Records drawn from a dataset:
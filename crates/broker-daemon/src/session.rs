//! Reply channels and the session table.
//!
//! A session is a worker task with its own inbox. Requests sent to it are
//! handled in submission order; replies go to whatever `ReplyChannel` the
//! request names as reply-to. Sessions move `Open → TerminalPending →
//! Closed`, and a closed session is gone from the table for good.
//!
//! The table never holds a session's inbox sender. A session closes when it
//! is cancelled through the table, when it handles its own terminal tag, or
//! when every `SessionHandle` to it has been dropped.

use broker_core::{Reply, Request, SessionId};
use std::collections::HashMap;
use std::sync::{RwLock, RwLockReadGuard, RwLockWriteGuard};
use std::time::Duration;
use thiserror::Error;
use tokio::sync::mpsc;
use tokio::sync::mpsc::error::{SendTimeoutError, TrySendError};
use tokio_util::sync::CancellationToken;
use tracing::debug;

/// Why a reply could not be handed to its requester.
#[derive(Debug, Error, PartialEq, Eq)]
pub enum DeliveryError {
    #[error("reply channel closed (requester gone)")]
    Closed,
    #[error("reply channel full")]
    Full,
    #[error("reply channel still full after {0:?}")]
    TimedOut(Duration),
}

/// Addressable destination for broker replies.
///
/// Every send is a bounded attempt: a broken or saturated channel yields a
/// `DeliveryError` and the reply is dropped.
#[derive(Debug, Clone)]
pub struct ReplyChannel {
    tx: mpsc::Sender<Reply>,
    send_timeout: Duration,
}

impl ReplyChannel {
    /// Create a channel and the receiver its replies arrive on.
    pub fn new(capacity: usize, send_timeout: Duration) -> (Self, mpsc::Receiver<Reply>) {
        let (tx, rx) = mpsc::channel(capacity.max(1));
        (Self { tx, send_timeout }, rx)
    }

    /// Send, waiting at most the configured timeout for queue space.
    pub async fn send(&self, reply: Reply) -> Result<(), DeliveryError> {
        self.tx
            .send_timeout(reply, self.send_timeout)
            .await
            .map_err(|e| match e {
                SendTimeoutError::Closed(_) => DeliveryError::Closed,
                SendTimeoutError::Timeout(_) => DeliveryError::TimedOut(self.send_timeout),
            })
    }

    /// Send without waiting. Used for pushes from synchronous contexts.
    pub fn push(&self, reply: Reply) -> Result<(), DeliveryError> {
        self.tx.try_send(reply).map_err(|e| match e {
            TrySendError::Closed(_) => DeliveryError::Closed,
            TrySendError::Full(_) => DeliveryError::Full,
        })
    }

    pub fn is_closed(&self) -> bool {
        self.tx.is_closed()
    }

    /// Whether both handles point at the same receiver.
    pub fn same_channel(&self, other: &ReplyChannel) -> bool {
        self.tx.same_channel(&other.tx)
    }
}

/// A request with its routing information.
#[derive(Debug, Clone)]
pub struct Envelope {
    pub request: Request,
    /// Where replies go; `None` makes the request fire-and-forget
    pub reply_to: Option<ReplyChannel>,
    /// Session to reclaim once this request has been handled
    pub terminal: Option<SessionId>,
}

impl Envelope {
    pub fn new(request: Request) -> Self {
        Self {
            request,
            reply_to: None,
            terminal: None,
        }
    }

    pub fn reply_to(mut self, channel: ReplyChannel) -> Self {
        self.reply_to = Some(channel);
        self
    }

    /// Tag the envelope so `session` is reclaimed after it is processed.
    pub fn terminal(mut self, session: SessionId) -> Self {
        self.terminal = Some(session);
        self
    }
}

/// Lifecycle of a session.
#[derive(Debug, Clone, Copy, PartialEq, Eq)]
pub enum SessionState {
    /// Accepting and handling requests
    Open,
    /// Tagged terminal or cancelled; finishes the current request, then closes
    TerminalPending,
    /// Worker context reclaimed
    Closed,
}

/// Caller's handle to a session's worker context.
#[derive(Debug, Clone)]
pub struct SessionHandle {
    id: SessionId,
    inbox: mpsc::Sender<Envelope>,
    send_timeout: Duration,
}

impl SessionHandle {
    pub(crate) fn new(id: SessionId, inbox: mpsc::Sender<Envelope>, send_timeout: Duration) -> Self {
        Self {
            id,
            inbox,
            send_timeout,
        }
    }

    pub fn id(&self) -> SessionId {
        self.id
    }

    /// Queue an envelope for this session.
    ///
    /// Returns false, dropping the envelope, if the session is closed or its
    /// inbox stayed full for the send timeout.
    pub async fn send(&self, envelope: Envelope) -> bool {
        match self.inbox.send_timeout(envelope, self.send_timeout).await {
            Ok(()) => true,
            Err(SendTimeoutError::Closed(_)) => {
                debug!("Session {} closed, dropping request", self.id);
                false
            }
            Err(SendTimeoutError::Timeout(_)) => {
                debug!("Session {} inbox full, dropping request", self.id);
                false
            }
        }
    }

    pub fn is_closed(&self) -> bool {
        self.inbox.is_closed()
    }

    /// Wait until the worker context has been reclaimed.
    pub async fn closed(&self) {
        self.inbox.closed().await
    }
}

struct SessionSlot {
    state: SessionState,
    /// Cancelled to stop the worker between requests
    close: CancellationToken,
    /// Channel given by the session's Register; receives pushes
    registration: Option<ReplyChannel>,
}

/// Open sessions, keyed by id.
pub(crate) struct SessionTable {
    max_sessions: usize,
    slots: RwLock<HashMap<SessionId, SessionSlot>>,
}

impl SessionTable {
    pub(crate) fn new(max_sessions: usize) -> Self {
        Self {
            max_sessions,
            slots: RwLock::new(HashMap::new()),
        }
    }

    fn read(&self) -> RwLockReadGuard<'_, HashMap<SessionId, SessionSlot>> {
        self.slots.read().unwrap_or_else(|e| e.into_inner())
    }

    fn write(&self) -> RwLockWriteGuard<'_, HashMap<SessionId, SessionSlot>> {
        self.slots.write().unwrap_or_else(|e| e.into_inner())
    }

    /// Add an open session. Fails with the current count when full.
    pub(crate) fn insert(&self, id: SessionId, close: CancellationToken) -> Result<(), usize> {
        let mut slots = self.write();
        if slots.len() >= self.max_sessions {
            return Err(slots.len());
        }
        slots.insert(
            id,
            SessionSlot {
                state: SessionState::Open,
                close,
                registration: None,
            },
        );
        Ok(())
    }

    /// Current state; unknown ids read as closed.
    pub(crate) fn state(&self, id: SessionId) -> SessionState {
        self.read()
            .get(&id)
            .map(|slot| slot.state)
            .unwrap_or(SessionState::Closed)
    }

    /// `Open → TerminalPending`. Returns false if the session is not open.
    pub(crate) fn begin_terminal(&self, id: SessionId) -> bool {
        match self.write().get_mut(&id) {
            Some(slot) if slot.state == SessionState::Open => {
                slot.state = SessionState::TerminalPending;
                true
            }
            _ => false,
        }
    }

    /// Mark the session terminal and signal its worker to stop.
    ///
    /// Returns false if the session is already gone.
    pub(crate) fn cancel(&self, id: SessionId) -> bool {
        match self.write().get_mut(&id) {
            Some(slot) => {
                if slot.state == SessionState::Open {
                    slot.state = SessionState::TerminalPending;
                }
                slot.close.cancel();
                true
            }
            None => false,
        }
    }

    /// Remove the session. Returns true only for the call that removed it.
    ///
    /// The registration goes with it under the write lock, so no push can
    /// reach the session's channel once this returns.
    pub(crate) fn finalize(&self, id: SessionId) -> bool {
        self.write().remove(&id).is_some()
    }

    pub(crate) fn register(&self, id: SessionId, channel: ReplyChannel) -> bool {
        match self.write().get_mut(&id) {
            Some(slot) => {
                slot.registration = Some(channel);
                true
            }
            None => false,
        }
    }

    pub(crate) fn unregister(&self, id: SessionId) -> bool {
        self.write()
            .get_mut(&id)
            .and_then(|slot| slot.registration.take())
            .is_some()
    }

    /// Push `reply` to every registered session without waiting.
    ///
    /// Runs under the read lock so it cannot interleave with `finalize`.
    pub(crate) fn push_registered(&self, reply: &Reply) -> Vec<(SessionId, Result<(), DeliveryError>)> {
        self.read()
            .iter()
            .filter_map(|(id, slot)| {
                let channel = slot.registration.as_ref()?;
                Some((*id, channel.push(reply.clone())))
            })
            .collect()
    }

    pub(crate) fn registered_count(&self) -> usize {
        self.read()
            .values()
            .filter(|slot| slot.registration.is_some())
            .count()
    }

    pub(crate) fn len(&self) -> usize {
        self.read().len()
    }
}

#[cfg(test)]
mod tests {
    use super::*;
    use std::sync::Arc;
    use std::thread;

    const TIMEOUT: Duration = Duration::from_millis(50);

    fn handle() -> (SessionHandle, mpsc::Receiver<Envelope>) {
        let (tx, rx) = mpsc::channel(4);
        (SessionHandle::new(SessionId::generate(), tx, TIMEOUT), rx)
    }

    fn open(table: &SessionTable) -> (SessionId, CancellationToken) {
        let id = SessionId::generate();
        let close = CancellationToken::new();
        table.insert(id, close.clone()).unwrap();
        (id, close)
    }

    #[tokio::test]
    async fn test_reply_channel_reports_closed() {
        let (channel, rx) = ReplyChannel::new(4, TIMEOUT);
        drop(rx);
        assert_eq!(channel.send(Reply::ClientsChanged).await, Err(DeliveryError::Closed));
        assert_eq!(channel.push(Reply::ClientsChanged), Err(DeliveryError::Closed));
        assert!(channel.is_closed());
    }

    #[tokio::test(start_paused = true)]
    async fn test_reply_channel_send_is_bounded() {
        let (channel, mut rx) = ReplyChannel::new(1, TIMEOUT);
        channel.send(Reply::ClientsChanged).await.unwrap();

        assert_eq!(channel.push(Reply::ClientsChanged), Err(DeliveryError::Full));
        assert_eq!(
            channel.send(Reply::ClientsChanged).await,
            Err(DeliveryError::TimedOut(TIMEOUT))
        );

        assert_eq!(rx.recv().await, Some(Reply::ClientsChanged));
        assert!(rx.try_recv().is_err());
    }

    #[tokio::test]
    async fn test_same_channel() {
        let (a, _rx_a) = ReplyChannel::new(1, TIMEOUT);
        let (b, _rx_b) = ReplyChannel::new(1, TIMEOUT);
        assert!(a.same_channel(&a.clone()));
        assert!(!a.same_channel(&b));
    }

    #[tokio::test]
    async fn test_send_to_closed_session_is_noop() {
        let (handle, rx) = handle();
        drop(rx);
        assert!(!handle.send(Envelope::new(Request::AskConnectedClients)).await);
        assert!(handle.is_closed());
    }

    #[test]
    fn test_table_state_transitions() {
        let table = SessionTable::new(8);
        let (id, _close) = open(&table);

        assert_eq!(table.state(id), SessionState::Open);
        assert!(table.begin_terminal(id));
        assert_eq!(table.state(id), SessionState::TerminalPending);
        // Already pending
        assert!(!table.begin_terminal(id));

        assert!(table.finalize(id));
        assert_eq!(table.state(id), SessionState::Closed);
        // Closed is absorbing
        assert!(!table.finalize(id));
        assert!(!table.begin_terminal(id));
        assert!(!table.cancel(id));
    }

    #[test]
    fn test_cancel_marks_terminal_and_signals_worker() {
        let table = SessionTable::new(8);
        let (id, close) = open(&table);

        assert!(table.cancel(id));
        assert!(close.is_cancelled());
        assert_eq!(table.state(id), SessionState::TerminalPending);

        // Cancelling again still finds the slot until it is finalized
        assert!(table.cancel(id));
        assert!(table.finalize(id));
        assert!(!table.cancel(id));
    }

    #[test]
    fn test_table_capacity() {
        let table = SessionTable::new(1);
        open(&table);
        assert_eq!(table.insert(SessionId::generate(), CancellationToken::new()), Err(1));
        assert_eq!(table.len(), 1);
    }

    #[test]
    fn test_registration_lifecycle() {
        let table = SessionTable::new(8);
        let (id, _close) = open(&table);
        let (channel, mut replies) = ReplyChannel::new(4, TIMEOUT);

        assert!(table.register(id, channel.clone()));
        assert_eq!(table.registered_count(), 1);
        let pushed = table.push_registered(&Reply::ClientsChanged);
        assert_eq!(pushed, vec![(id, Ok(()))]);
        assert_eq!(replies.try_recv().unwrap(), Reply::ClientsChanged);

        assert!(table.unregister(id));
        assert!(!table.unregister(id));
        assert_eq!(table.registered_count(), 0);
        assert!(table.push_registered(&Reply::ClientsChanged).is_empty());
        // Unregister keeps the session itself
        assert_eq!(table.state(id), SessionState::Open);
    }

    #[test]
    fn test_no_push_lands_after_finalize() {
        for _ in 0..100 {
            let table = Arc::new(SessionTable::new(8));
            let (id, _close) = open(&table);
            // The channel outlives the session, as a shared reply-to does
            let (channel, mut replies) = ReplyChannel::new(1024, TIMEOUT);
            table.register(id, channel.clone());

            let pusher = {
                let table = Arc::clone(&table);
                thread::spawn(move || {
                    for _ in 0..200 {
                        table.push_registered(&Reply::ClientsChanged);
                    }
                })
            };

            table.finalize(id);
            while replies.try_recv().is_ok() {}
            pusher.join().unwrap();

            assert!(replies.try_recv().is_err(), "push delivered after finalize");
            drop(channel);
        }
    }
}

● **EXERCISE INSTRUCTIONS**
Return word for word the lines above from the line with "pub fn same_channel(&self, other: &ReplyChannel)" to the line with "the send timeout.", including both and leaving out all others.

● **PROBLEM SOLUTION**
    pub fn same_channel(&self, other: &ReplyChannel) -> bool {
        self.tx.same_channel(&other.tx)
    }
}

/// A request with its routing information.
#[derive(Debug, Clone)]
pub struct Envelope {
    pub request: Request,
    /// Where replies go; `None` makes the request fire-and-forget
    pub reply_to: Option<ReplyChannel>,
    /// Session to reclaim once this request has been handled
    pub terminal: Option<SessionId>,
}

impl Envelope {
    pub fn new(request: Request) -> Self {
        Self {
            request,
            reply_to: None,
            terminal: None,
        }
    }

    pub fn reply_to(mut self, channel: ReplyChannel) -> Self {
        self.reply_to = Some(channel);
        self
    }

    /// Tag the envelope so `session` is reclaimed after it is processed.
    pub fn terminal(mut self, session: SessionId) -> Self {
        self.terminal = Some(session);
        self
    }
}

/// Lifecycle of a session.
#[derive(Debug, Clone, Copy, PartialEq, Eq)]
pub enum SessionState {
    /// Accepting and handling requests
    Open,
    /// Tagged terminal or cancelled; finishes the current request, then closes
    TerminalPending,
    /// Worker context reclaimed
    Closed,
}

/// Caller's handle to a session's worker context.
#[derive(Debug, Clone)]
pub struct SessionHandle {
    id: SessionId,
    inbox: mpsc::Sender<Envelope>,
    send_timeout: Duration,
}

impl SessionHandle {
    pub(crate) fn new(id: SessionId, inbox: mpsc::Sender<Envelope>, send_timeout: Duration) -> Self {
        Self {
            id,
            inbox,
            send_timeout,
        }
    }

    pub fn id(&self) -> SessionId {
        self.id
    }

    /// Queue an envelope for this session.
    ///
    /// Returns false, dropping the envelope, if the session is closed or its
    /// inbox stayed full for the send timeout.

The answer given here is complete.